BEGIN

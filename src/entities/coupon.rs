use chrono::{DateTime, Utc};
use rust_decimal::Decimal;
use sea_orm::entity::prelude::*;
use serde::{Deserialize, Serialize};
use uuid::Uuid;

use crate::models::CouponType;

#[derive(Clone, Debug, PartialEq, Eq, DeriveEntityModel, Serialize, Deserialize)]
#[sea_orm(table_name = "coupons")]
pub struct Model {
    #[sea_orm(primary_key, auto_increment = false)]
    pub id: Uuid,
    /// Always stored upper-case.
    #[sea_orm(unique)]
    pub code: String,
    pub description: Option<String>,
    pub coupon_type: CouponType,
    pub value: Decimal,
    pub minimum_order_amount: Decimal,
    pub maximum_discount_amount: Option<Decimal>,
    /// `None` means unlimited.
    pub usage_limit: Option<i32>,
    pub usage_limit_per_user: i32,
    /// Equal to the number of `coupon_usages` rows for this coupon.
    pub used_count: i32,
    pub valid_from: DateTime<Utc>,
    pub valid_until: DateTime<Utc>,
    pub is_active: bool,
    pub first_time_user_only: bool,
    pub created_by: Option<Uuid>,
    pub created_at: DateTime<Utc>,
    pub updated_at: DateTime<Utc>,
}

#[derive(Copy, Clone, Debug, EnumIter, DeriveRelation)]
pub enum Relation {
    #[sea_orm(has_many = "super::coupon_target::Entity")]
    Target,
    #[sea_orm(has_many = "super::coupon_usage::Entity")]
    Usage,
}

impl Related<super::coupon_target::Entity> for Entity {
    fn to() -> RelationDef {
        Relation::Target.def()
    }
}

impl Related<super::coupon_usage::Entity> for Entity {
    fn to() -> RelationDef {
        Relation::Usage.def()
    }
}

impl ActiveModelBehavior for ActiveModel {}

END

§ **Brief**
Find the word "Deserialize" in the entries, and copy every line it shows up in.

§ **Task solution**
use serde::{Deserialize, Serialize};
#[derive(Clone, Debug, PartialEq, Eq, DeriveEntityModel, Serialize, Deserialize)]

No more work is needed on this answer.